use crate::download::block_state::{Result, Shared};
use crate::download::errors::BlockStateError;
use crate::download::interval::Interval;
use std::io::SeekFrom;
use std::sync::Arc;
use tokio::io::{AsyncReadExt, AsyncSeekExt, AsyncWriteExt};
use tokio::sync::{mpsc, oneshot};

pub(crate) enum WriterJob {
    Write {
        interval: Interval,
        data: Vec<u8>,
    },
    /// Verify every chunk already wholly in partial.
    Reverify,
    Sync {
        reply: oneshot::Sender<Result<()>>,
    },
    Wipe {
        reply: oneshot::Sender<Result<()>>,
    },
}

/// Owns the backing file. Applies queued writes in order, then hashes every
/// chunk a write completed and promotes or demotes it.
pub(crate) struct ChunkVerifier {
    shared: Arc<Shared>,
    file: tokio::fs::File,
}

impl ChunkVerifier {
    pub(crate) fn new(shared: Arc<Shared>, file: tokio::fs::File) -> Self {
        Self { shared, file }
    }

    pub(crate) async fn run(mut self, mut rx: mpsc::UnboundedReceiver<WriterJob>) {
        while let Some(job) = rx.recv().await {
            match job {
                WriterJob::Write { interval, data } => self.handle_write(interval, &data).await,
                WriterJob::Reverify => {
                    let ready = self.shared.ledger().ready_chunks();
                    self.verify(ready).await;
                }
                WriterJob::Sync { reply } => {
                    let res = self.sync().await;
                    let _ = reply.send(res);
                }
                WriterJob::Wipe { reply } => {
                    let res = self.wipe().await;
                    let _ = reply.send(res);
                }
            }
            self.shared.ledger().note_job_done();
            self.shared.notify();
        }
        tracing::debug!(path = %self.shared.path().display(), "chunk writer stopped");
    }

    async fn handle_write(&mut self, interval: Interval, data: &[u8]) {
        if self.shared.ledger().fault().is_some() {
            return;
        }
        if let Err(err) = self.write_at(interval.low, data).await {
            self.fail(err);
            return;
        }
        let ready = {
            let mut ledger = self.shared.ledger();
            match ledger.finish_write(interval) {
                Ok(ready) => ready,
                Err(err) => {
                    tracing::error!(range = %interval, error = %err, "write completion fault");
                    ledger.record_fault(err);
                    return;
                }
            }
        };
        tracing::trace!(range = %interval, ready = ready.len(), "range written");
        self.verify(ready).await;
    }

    async fn verify(&mut self, chunks: Vec<Interval>) {
        if chunks.is_empty() {
            return;
        }
        let Some(tree) = self.shared.ledger().hash_tree() else {
            return;
        };
        for chunk in chunks {
            let mut buf = vec![0u8; chunk.len() as usize];
            if let Err(err) = self.read_at(chunk.low, &mut buf).await {
                self.fail(err);
                return;
            }
            let ok = tree.verify_chunk(tree.chunk_index(chunk.low), &buf);
            let applied = self.shared.ledger().apply_verification(chunk, ok);
            if !applied {
                continue;
            }
            if ok {
                tracing::trace!(range = %chunk, "chunk verified");
            } else {
                tracing::warn!(
                    path = %self.shared.path().display(),
                    range = %chunk,
                    "chunk failed hash verification"
                );
            }
            self.shared.notify();
        }
    }

    fn fail(&self, err: BlockStateError) {
        tracing::error!(path = %self.shared.path().display(), error = %err, "disk failure");
        self.shared.ledger().record_fault(err);
    }

    async fn write_at(&mut self, offset: u64, data: &[u8]) -> Result<()> {
        let path = self.shared.path().to_path_buf();
        self.file
            .seek(SeekFrom::Start(offset))
            .await
            .map_err(|source| BlockStateError::disk("seek", &path, source))?;
        self.file
            .write_all(data)
            .await
            .map_err(|source| BlockStateError::disk("write", &path, source))?;
        self.file
            .flush()
            .await
            .map_err(|source| BlockStateError::disk("flush", &path, source))
    }

    async fn read_at(&mut self, offset: u64, buf: &mut [u8]) -> Result<()> {
        let path = self.shared.path().to_path_buf();
        self.file
            .seek(SeekFrom::Start(offset))
            .await
            .map_err(|source| BlockStateError::disk("seek", &path, source))?;
        self.file
            .read_exact(buf)
            .await
            .map_err(|source| BlockStateError::disk("read", &path, source))?;
        Ok(())
    }

    async fn sync(&mut self) -> Result<()> {
        if let Some(fault) = self.shared.ledger().fault() {
            return Err(fault.clone());
        }
        let path = self.shared.path().to_path_buf();
        self.file
            .sync_data()
            .await
            .map_err(|source| BlockStateError::disk("sync", &path, source))
    }

    async fn wipe(&mut self) -> Result<()> {
        let path = self.shared.path().to_path_buf();
        let size = self.shared.ledger().file_size();
        self.file
            .set_len(0)
            .await
            .map_err(|source| BlockStateError::disk("truncate", &path, source))?;
        self.file
            .set_len(size)
            .await
            .map_err(|source| BlockStateError::disk("set_len", &path, source))?;
        self.shared.ledger().reset()
    }
}

#[cfg(test)]
mod tests {
    use crate::download::block_state::{BlockOptions, BlockSnapshot, BlockState};
    use crate::download::hash_tree::HashTree;
    use crate::download::interval::Interval;
    use crate::download::selection::Sequential;
    use std::path::PathBuf;
    use std::sync::Arc;

    fn temp_dir(tag: &str) -> PathBuf {
        let mut p = std::env::temp_dir();
        let nanos = std::time::SystemTime::now()
            .duration_since(std::time::UNIX_EPOCH)
            .expect("clock")
            .as_nanos();
        p.push(format!("rust-swarm-verifier-{tag}-{nanos}"));
        std::fs::create_dir_all(&p).expect("mkdir");
        p
    }

    fn content(len: usize) -> Vec<u8> {
        (0..len).map(|i| (i % 253) as u8).collect()
    }

    async fn open(root: &std::path::Path, size: u64, opts: BlockOptions) -> BlockState {
        BlockState::open(
            root.join("file.part"),
            size,
            opts,
            Arc::new(Sequential),
            None,
        )
        .await
        .expect("open")
    }

    #[tokio::test]
    async fn good_chunks_are_promoted_and_bytes_land_on_disk() {
        let root = temp_dir("good");
        let data = content(8192);
        let state = open(&root, 8192, BlockOptions::default()).await;
        state
            .set_hash_tree(HashTree::build(&data, 2048).expect("tree"))
            .expect("tree");

        let iv = state.lease_white(None, 8192).expect("lease");
        assert_eq!(iv, Interval::new(0, 8191));
        state
            .write(iv, data.clone())
            .expect("write");
        state.wait_for_outstanding_writes().await;

        assert!(state.is_complete());
        assert_eq!(state.counts().verified, 8192);
        state.sync().await.expect("sync");
        let on_disk = tokio::fs::read(state.path()).await.expect("read");
        assert_eq!(on_disk, data);
        let _ = std::fs::remove_dir_all(root);
    }

    #[tokio::test]
    async fn corrupt_chunk_is_counted_and_freed_for_release() {
        let root = temp_dir("corrupt");
        let data = content(8192);
        let state = open(&root, 8192, BlockOptions::default()).await;
        state
            .set_hash_tree(HashTree::build(&data, 2048).expect("tree"))
            .expect("tree");

        let iv = state.lease_white(None, 2048).expect("lease");
        let mut bad = data[..2048].to_vec();
        bad[100] ^= 0x55;
        state.write(iv, bad).expect("write");
        state.wait_for_outstanding_writes().await;

        let counts = state.counts();
        assert_eq!(counts.corrupt, 2048);
        assert_eq!(counts.lost, 2048);
        assert_eq!(counts.verified, 0);
        assert!(state.free().contains(&iv));
        assert_eq!(state.lease_white(None, 2048).expect("re-lease"), iv);
        assert!(state.sets().is_partitioned());
        let _ = std::fs::remove_dir_all(root);
    }

    #[tokio::test]
    async fn late_tree_triggers_one_verification_pass() {
        let root = temp_dir("late-tree");
        let data = content(4096);
        let state = open(&root, 4096, BlockOptions::default()).await;

        let iv = state.lease_white(None, 4096).expect("lease");
        let mut written = data.clone();
        written[3000] ^= 0xff;
        state.write(iv, written).expect("write");
        state.wait_for_outstanding_writes().await;
        assert!(state.is_complete());

        let pass = state
            .set_hash_tree(HashTree::build(&data, 1024).expect("tree"))
            .expect("tree");
        assert!(pass);
        state.wait_for_outstanding_writes().await;
        let counts = state.counts();
        assert_eq!(counts.verified, 3072);
        assert_eq!(counts.corrupt, 1024);
        assert!(!state.is_complete());
        let _ = std::fs::remove_dir_all(root);
    }

    #[tokio::test]
    async fn reopening_with_partial_snapshot_verifies_ready_chunks() {
        let root = temp_dir("reopen");
        let data = content(4096);
        tokio::fs::write(root.join("file.part"), &data)
            .await
            .expect("seed");
        let snap = BlockSnapshot {
            partial: [Interval::new(0, 4095)].into_iter().collect(),
            hash_tree: Some(HashTree::build(&data, 1024).expect("tree")),
            ..BlockSnapshot::default()
        };
        let state = BlockState::open(
            root.join("file.part"),
            4096,
            BlockOptions::default(),
            Arc::new(Sequential),
            Some(snap),
        )
        .await
        .expect("open");
        state.wait_for_outstanding_writes().await;
        assert!(state.is_complete());
        let _ = std::fs::remove_dir_all(root);
    }

    #[tokio::test]
    async fn wipe_forgets_everything() {
        let root = temp_dir("wipe");
        let data = content(2048);
        let state = open(&root, 2048, BlockOptions::default()).await;
        let iv = state.lease_white(None, 2048).expect("lease");
        state.write(iv, data).expect("write");
        state.wait_for_outstanding_writes().await;
        assert!(state.is_complete());

        state.wipe().await.expect("wipe");
        assert_eq!(state.counts().verified, 0);
        assert_eq!(state.free().size(), 2048);
        let on_disk = tokio::fs::read(state.path()).await.expect("read");
        assert!(on_disk.iter().all(|b| *b == 0));
        let _ = std::fs::remove_dir_all(root);
    }

    #[tokio::test(flavor = "multi_thread", worker_threads = 4)]
    async fn concurrent_lease_write_release_never_overlaps() {
        let root = temp_dir("concurrent");
        let size = 200_000u64;
        let data = Arc::new(content(size as usize));
        let state = open(&root, size, BlockOptions::default()).await;

        let mut tasks = Vec::new();
        for t in 0..8u64 {
            let state = state.clone();
            let data = data.clone();
            tasks.push(tokio::spawn(async move {
                let mut n = 0u64;
                while let Ok(iv) = state.lease_white(None, 1000 + t * 337) {
                    assert!(state.sets().is_partitioned());
                    n += 1;
                    if n % 5 == 0 {
                        state.release(iv).expect("release");
                        tokio::task::yield_now().await;
                        continue;
                    }
                    let bytes = data[iv.low as usize..=iv.high as usize].to_vec();
                    state.write(iv, bytes).expect("write");
                    tokio::task::yield_now().await;
                }
            }));
        }
        for t in tasks {
            t.await.expect("join");
        }
        state.wait_for_outstanding_writes().await;
        assert!(state.sets().is_partitioned());
        assert!(state.sets().leased.is_empty());
        assert!(state.is_complete());
        let _ = std::fs::remove_dir_all(root);
    }
}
• • •
■ **Problem**
The response should hold exactly the lines starting at the line with "let state = open(&root, size, BlockOptions::default()).await;" and ending at the line with "let mut n = 0u64;", and no other line of the material above.

■ **Solution**
        let state = open(&root, size, BlockOptions::default()).await;

        let mut tasks = Vec::new();
        for t in 0..8u64 {
            let state = state.clone();
            let data = data.clone();
            tasks.push(tokio::spawn(async move {
                let mut n = 0u64;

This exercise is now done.